• [Problem]: Nothing but a number belongs in the answer: how many lines of the records below contain the string "OnceCell".

[[ Record set, beginning ]]

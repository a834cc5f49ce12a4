// Copyright 2025 Schelling Point Labs Inc
// SPDX-License-Identifier: AGPL-3.0-only

//! Error types for the exec interception shim.
//!
//! Every variant is fatal for the host process: the exported symbols turn an
//! `Err` into [`crate::diagnostics::fatal`]. Failures of the real primitives
//! are not errors here, they are returned to the caller untouched.

use thiserror::Error;

/// Result type alias for shim operations
pub type Result<T> = std::result::Result<T, InterceptError>;

/// Reasons the shim cannot build or perform a redirected call
#[derive(Debug, Clone, Copy, PartialEq, Eq, Error)]
pub enum InterceptError {
    #[error("required variable {name} is not set")]
    MissingVariable { name: &'static str },

    #[error("storage exhausted: requested {requested} bytes, {available} available")]
    StorageExhausted { requested: usize, available: usize },

    #[error("unable to find underlying function for {symbol}")]
    SymbolNotFound { symbol: &'static str },
}
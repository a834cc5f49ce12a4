// Copyright 2025 Schelling Point Labs Inc
// SPDX-License-Identifier: AGPL-3.0-only

//! Lookup of the real process-creation primitives
//!
//! The shim defines the same symbols it needs to call, so the authentic
//! implementations are found with `dlsym(RTLD_NEXT, ...)`: the search starts
//! in the objects loaded after this one. Each primitive is looked up at most
//! once and the address is kept for the life of the process image.

use core::ffi::{c_char, c_int, c_void, CStr};
use core::ptr::NonNull;

use once_cell::sync::OnceCell;

use crate::error::{InterceptError, Result};

pub type Execve =
    unsafe extern "C" fn(*const c_char, *const *const c_char, *const *const c_char) -> c_int;
pub type Execvpe = Execve;
pub type ExecvP =
    unsafe extern "C" fn(*const c_char, *const c_char, *const *const c_char) -> c_int;
pub type PosixSpawn = unsafe extern "C" fn(
    *mut libc::pid_t,
    *const c_char,
    *const libc::posix_spawn_file_actions_t,
    *const libc::posix_spawnattr_t,
    *const *const c_char,
    *const *const c_char,
) -> c_int;
pub type PosixSpawnp = PosixSpawn;

/// Strategy used to find a symbol; null means "not found".
pub type Lookup = unsafe fn(&CStr) -> *mut c_void;

/// The primitives the executor delegates to.
#[derive(Debug, Clone, Copy, PartialEq, Eq)]
pub enum Primitive {
    Execve,
    Execvpe,
    ExecvP,
    PosixSpawn,
    PosixSpawnp,
}

const PRIMITIVES: usize = 5;

impl Primitive {
    pub fn symbol(self) -> &'static CStr {
        match self {
            Primitive::Execve => c"execve",
            Primitive::Execvpe => c"execvpe",
            Primitive::ExecvP => c"execvP",
            Primitive::PosixSpawn => c"posix_spawn",
            Primitive::PosixSpawnp => c"posix_spawnp",
        }
    }

    pub fn name(self) -> &'static str {
        match self {
            Primitive::Execve => "execve",
            Primitive::Execvpe => "execvpe",
            Primitive::ExecvP => "execvP",
            Primitive::PosixSpawn => "posix_spawn",
            Primitive::PosixSpawnp => "posix_spawnp",
        }
    }

    fn slot(self) -> usize {
        self as usize
    }
}

/// Per-primitive address cache in front of a [`Lookup`].
pub struct Resolver {
    lookup: Lookup,
    cache: [OnceCell<usize>; PRIMITIVES],
}

impl Resolver {
    pub const fn new(lookup: Lookup) -> Self {
        Self {
            lookup,
            cache: [const { OnceCell::new() }; PRIMITIVES],
        }
    }

    /// Address of the real `primitive`. A miss is not cached; callers treat
    /// it as fatal.
    pub fn resolve(&self, primitive: Primitive) -> Result<NonNull<c_void>> {
        let address = self.cache[primitive.slot()].get_or_try_init(|| {
            let address = unsafe { (self.lookup)(primitive.symbol()) };
            if address.is_null() {
                tracing::debug!(symbol = primitive.name(), "symbol lookup failed");
                Err(InterceptError::SymbolNotFound {
                    symbol: primitive.name(),
                })
            } else {
                tracing::trace!(symbol = primitive.name(), "symbol resolved");
                Ok(address as usize)
            }
        })?;
        NonNull::new(*address as *mut c_void).ok_or(InterceptError::SymbolNotFound {
            symbol: primitive.name(),
        })
    }

    pub fn execve(&self) -> Result<Execve> {
        let address = self.resolve(Primitive::Execve)?;
        Ok(unsafe { core::mem::transmute::<*mut c_void, Execve>(address.as_ptr()) })
    }

    pub fn execvpe(&self) -> Result<Execvpe> {
        let address = self.resolve(Primitive::Execvpe)?;
        Ok(unsafe { core::mem::transmute::<*mut c_void, Execvpe>(address.as_ptr()) })
    }

    #[allow(non_snake_case)]
    pub fn execvP(&self) -> Result<ExecvP> {
        let address = self.resolve(Primitive::ExecvP)?;
        Ok(unsafe { core::mem::transmute::<*mut c_void, ExecvP>(address.as_ptr()) })
    }

    pub fn posix_spawn(&self) -> Result<PosixSpawn> {
        let address = self.resolve(Primitive::PosixSpawn)?;
        Ok(unsafe { core::mem::transmute::<*mut c_void, PosixSpawn>(address.as_ptr()) })
    }

    pub fn posix_spawnp(&self) -> Result<PosixSpawnp> {
        let address = self.resolve(Primitive::PosixSpawnp)?;
        Ok(unsafe { core::mem::transmute::<*mut c_void, PosixSpawnp>(address.as_ptr()) })
    }
}

/// Production [`Lookup`]: the next definition of `name` in load order.
///
/// # Safety
///
/// Calls into the dynamic linker.
pub unsafe fn dynamic_linker(name: &CStr) -> *mut c_void {
    libc::dlsym(libc::RTLD_NEXT, name.as_ptr())
}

[[ Record set, end ]]

• [Answer for the task]: 3